YOUR ASSIGNMENT:
In the records below, find each line with the word "RgbImage" and copy it.

EXTRACTED DATA:
=-=-=-=-=
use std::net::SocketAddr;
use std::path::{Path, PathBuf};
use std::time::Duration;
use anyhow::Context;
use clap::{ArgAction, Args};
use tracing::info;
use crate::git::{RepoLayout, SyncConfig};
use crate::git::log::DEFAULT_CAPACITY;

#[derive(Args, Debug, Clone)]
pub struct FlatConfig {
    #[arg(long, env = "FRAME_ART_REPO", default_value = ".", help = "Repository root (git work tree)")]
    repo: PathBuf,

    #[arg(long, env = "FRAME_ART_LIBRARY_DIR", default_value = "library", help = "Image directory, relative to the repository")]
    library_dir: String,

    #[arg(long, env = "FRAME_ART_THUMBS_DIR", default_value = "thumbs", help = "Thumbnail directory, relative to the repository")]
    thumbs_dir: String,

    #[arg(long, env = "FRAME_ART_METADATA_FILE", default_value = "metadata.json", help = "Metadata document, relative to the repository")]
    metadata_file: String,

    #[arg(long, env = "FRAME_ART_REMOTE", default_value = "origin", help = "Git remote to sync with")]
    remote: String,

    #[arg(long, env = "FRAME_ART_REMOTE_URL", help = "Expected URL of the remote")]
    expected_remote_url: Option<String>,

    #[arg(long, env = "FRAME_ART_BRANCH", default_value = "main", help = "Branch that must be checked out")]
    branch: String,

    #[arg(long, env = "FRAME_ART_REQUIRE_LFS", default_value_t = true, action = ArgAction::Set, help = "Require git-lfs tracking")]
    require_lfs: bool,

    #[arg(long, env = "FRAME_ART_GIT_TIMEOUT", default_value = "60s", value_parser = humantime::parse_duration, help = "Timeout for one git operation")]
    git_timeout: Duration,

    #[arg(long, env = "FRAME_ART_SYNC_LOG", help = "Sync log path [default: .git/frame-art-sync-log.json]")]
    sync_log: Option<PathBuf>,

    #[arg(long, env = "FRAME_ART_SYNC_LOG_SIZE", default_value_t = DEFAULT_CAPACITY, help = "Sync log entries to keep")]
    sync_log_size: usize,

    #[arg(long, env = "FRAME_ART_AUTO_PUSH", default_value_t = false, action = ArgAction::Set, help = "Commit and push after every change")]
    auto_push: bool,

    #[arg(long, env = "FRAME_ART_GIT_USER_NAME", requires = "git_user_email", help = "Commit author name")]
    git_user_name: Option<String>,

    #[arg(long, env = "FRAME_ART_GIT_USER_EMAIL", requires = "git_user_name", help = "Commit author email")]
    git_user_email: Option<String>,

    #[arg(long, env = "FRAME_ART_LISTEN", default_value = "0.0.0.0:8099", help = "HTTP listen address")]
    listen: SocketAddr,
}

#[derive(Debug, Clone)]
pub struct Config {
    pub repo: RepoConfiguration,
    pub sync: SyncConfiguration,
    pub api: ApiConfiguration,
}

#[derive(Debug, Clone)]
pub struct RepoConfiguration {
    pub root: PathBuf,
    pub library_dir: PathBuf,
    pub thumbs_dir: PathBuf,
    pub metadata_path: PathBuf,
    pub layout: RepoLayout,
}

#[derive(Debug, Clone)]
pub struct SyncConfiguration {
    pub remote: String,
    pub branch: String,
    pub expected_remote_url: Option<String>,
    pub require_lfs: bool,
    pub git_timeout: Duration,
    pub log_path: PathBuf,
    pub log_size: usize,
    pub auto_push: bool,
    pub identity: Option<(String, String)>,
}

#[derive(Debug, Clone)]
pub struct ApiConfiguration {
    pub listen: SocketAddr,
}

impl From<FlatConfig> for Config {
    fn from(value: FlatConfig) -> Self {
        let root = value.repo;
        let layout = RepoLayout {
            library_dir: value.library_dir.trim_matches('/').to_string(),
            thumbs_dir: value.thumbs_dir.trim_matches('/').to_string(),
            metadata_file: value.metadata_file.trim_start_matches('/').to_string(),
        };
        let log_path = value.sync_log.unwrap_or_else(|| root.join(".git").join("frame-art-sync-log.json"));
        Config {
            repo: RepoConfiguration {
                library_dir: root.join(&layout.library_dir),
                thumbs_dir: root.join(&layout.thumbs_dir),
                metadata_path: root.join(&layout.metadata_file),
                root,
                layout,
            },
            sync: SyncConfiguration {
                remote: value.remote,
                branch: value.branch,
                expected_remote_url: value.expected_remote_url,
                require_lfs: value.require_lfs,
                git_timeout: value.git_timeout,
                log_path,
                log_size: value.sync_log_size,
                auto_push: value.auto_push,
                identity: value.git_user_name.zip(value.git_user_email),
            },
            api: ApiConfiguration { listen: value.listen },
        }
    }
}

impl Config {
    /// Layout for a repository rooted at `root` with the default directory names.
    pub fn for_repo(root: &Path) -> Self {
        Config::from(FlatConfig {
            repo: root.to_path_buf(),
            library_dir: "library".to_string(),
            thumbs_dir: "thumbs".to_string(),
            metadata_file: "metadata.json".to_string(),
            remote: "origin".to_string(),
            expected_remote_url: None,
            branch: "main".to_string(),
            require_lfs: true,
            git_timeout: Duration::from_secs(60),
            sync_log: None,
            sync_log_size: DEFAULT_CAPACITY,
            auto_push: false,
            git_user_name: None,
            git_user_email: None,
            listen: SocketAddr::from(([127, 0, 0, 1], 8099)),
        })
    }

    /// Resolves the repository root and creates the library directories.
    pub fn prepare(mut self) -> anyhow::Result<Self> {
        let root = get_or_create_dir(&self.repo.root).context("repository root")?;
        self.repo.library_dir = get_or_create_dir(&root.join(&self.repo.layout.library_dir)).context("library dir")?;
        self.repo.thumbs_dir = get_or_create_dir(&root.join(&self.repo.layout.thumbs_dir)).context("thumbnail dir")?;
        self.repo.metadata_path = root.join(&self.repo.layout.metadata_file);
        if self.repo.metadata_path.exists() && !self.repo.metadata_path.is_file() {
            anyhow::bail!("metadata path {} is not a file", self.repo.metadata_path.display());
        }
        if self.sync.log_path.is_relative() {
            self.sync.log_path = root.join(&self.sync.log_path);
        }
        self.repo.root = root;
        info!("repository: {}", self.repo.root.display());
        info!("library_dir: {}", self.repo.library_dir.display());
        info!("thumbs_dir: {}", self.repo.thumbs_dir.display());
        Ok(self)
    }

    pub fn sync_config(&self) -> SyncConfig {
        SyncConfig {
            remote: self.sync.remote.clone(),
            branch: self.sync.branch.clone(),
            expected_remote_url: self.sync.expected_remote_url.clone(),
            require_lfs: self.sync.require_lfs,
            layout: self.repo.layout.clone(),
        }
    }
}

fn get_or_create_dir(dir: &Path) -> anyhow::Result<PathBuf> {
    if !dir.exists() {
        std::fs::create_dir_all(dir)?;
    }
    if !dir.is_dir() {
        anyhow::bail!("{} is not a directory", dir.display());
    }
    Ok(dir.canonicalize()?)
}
=-=-=-=-=
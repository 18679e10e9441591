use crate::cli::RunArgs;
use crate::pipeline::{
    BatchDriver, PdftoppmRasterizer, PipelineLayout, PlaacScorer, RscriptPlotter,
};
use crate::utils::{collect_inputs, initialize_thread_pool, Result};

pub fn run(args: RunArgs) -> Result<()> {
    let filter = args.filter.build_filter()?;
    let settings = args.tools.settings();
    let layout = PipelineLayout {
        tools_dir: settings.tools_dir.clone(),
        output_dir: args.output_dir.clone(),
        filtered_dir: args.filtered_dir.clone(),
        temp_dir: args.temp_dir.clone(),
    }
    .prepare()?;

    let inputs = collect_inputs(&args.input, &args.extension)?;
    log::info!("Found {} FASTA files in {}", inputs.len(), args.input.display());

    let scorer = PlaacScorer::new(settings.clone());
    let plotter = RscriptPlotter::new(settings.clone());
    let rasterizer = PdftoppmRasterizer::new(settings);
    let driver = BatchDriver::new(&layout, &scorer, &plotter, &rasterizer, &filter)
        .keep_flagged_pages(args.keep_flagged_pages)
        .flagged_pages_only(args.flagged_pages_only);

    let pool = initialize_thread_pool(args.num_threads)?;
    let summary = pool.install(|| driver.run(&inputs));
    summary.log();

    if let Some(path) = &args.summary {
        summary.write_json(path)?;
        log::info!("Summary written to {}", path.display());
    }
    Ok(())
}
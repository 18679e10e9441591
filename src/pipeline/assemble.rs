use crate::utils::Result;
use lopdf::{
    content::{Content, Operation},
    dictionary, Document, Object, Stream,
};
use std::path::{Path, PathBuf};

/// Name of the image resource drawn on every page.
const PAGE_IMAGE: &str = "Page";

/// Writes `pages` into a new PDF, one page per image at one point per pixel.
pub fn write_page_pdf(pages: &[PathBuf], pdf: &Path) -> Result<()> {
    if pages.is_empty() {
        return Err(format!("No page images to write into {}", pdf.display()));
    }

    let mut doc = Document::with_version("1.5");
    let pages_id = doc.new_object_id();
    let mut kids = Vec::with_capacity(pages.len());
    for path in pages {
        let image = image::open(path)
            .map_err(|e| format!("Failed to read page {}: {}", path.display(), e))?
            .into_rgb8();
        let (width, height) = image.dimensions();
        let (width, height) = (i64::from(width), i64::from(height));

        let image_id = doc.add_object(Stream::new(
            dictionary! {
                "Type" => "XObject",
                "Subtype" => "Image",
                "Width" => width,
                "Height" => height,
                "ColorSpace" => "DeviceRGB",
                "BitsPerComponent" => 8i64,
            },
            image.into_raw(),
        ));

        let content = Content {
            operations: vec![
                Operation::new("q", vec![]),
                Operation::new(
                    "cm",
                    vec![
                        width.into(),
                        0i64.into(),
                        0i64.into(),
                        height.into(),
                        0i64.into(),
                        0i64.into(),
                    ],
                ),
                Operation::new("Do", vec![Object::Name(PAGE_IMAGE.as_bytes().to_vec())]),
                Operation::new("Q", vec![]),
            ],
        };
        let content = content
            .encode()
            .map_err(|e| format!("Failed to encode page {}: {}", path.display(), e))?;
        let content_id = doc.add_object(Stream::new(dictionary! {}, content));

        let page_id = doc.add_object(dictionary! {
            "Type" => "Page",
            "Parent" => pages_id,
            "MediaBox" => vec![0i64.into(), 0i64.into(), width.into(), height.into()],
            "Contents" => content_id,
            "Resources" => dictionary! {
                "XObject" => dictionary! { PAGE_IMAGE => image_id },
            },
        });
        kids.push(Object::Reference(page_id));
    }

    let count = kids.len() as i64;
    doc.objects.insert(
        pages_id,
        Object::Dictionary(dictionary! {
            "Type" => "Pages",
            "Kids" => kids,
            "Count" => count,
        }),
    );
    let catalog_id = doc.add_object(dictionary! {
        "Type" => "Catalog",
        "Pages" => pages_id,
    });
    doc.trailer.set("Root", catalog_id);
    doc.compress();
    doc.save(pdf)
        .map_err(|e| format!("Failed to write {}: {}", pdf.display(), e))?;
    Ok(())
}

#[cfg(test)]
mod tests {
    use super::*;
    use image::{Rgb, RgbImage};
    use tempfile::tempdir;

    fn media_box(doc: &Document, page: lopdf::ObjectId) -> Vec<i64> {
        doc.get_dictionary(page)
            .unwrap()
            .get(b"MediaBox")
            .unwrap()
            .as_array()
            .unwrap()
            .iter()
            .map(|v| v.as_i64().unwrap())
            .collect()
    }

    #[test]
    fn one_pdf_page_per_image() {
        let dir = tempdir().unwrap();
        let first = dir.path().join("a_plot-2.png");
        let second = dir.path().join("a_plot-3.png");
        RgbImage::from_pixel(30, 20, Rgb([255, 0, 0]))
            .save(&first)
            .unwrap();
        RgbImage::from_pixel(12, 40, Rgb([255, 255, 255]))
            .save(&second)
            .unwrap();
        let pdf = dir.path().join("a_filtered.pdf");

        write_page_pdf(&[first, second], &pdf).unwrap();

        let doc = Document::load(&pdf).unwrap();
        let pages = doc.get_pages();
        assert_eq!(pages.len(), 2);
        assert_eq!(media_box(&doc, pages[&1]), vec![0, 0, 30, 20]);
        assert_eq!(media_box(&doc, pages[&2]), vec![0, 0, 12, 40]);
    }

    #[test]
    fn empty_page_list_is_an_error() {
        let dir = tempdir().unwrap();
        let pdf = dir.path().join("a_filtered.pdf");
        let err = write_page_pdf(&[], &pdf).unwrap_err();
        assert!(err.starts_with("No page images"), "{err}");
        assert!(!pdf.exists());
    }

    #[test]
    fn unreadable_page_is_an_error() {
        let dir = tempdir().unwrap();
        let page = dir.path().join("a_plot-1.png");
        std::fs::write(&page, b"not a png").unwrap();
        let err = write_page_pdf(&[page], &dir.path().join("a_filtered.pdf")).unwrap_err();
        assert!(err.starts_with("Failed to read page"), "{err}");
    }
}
=-=-=-=-=
PROBLEM SOLUTION:
    use image::{Rgb, RgbImage};
        RgbImage::from_pixel(30, 20, Rgb([255, 0, 0]))
        RgbImage::from_pixel(12, 40, Rgb([255, 255, 255]))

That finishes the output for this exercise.